Orbán, nel frattempo, ha rilanciato il suo progetto di un asse anti- Kiev con Bratislava e Praga. Il suo consigliere politico Balazs Orban ha parlato apertamente a Politico di un fronte “pacifista” in crescita nell’Europa centrale. «Con l’aggravarsi delle difficoltà economiche — ha spiegato — sempre più nazioni capiranno che la pace è l’unica strada». Un messaggio che suona come una sfida diretta alle posizioni atlantiste e di sostegno militare all’Ucraina, che la presidente Meloni continua a difendere.

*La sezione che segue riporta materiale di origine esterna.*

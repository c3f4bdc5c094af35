/*!
 * Core Module
 * Lock primitives, guards, limits and error handling
 */

pub mod errors;
pub mod guard;
pub mod limits;
pub mod sync;

// Re-export for convenience
pub use errors::*;
pub use guard::{Exclusive, LockGuard, ReadGuard, Shared, WriteGuard};
pub use sync::{FairReadWriteLock, LockConfig, LockMode};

Per Salvini, invece, è l’occasione di mostrare vicinanza al leader magiaro e allo stesso tempo prendere le distanze da quella che considera una linea troppo accondiscendente nei confronti di Bruxelles. Una mossa coerente con la collocazione della Lega nei “Patriots”, la nuova formazione europea guidata da Orbán, e opposta alla famiglia dei Conservatori europei (Ecr), che Meloni ha guidato a lungo. E non è un caso che il vicepremier abbia dato grande risalto mediatico al faccia a faccia, diffondendo un comunicato dettagliato e foto studiate per veicolare l’idea di una sintonia profonda. Le parole del premier ungherese hanno provocato reazioni immediate.
Da Forza Italia, il ministro Paolo Zangrillo ha definito «banale» l’affermazione secondo cui l’Ue non conta nulla: «Se Orbán ritiene che l’Europa non conti, faccia qualcosa per far sì che conti di più», ha detto, rivendicando «il lavoro straordinario di Meloni e Tajani per costruire un’Europa più forte». Dalle opposizioni si sono levate voci indignate per gli attacchi di Budapest alla stampa italiana: Pd e M5S hanno denunciato il silenzio del governo, parlando di «complicità» con l’esecutivo ungherese e di un preoccupante allineamento politico.
A complicare il quadro, le frasi di Orbán arrivano mentre la premier è impegnata a difendere in sede europea il diritto di veto, una posizione che la accomuna formalmente a Budapest ma che, nei fatti, rischia di isolarla. Per Meloni, la visita di Orbán non cade nel momento migliore: alla vigilia di importanti negoziati sul dossier Ucraina, il premier ungherese alza i toni per rafforzarsi in vista delle elezioni di aprile e costringe Palazzo Chigi a un difficile equilibrio. Un equilibrio che si regge sulla capacità della presidente del Consiglio di mantenere rapporti costruttivi con Bruxelles, senza alienarsi il consenso della destra più sovranista.
Il Vaticano ha aggiunto un ulteriore tassello con le parole del cardinale Pietro Parolin, che ha auspicato «un ruolo più incisivo dell’Europa per la pace», evocando negoziati «magari non pubblici» in corso. Un appello che va in direzione opposta rispetto alla strategia divisiva di Orbán, ma che conferma la centralità della questione ucraina per gli equilibri del continente. Per Salvini, tuttavia, la partita è un’altra: ribadire la sua posizione alternativa e raccogliere consensi in un elettorato critico verso Bruxelles e diffidente verso il coinvolgimento italiano nella guerra. Lo ha fatto con toni enfatici, esaltando la sintonia con Orbán e criticando l’Ue, proprio mentre la premier cerca di contenere i danni diplomatici. È la fotografia plastica delle due declinazioni della destra di governo: da una parte la leader di Fratelli d’Italia che gioca la partita internazionale da alleata di Washington e Bruxelles, dall’altra il leader leghista che cavalca la retorica sovranista e anti- europea. Uno schema che rischia di riproporsi, con toni ancora più accesi, man mano che ci si avvicinerà alle prossime elezioni.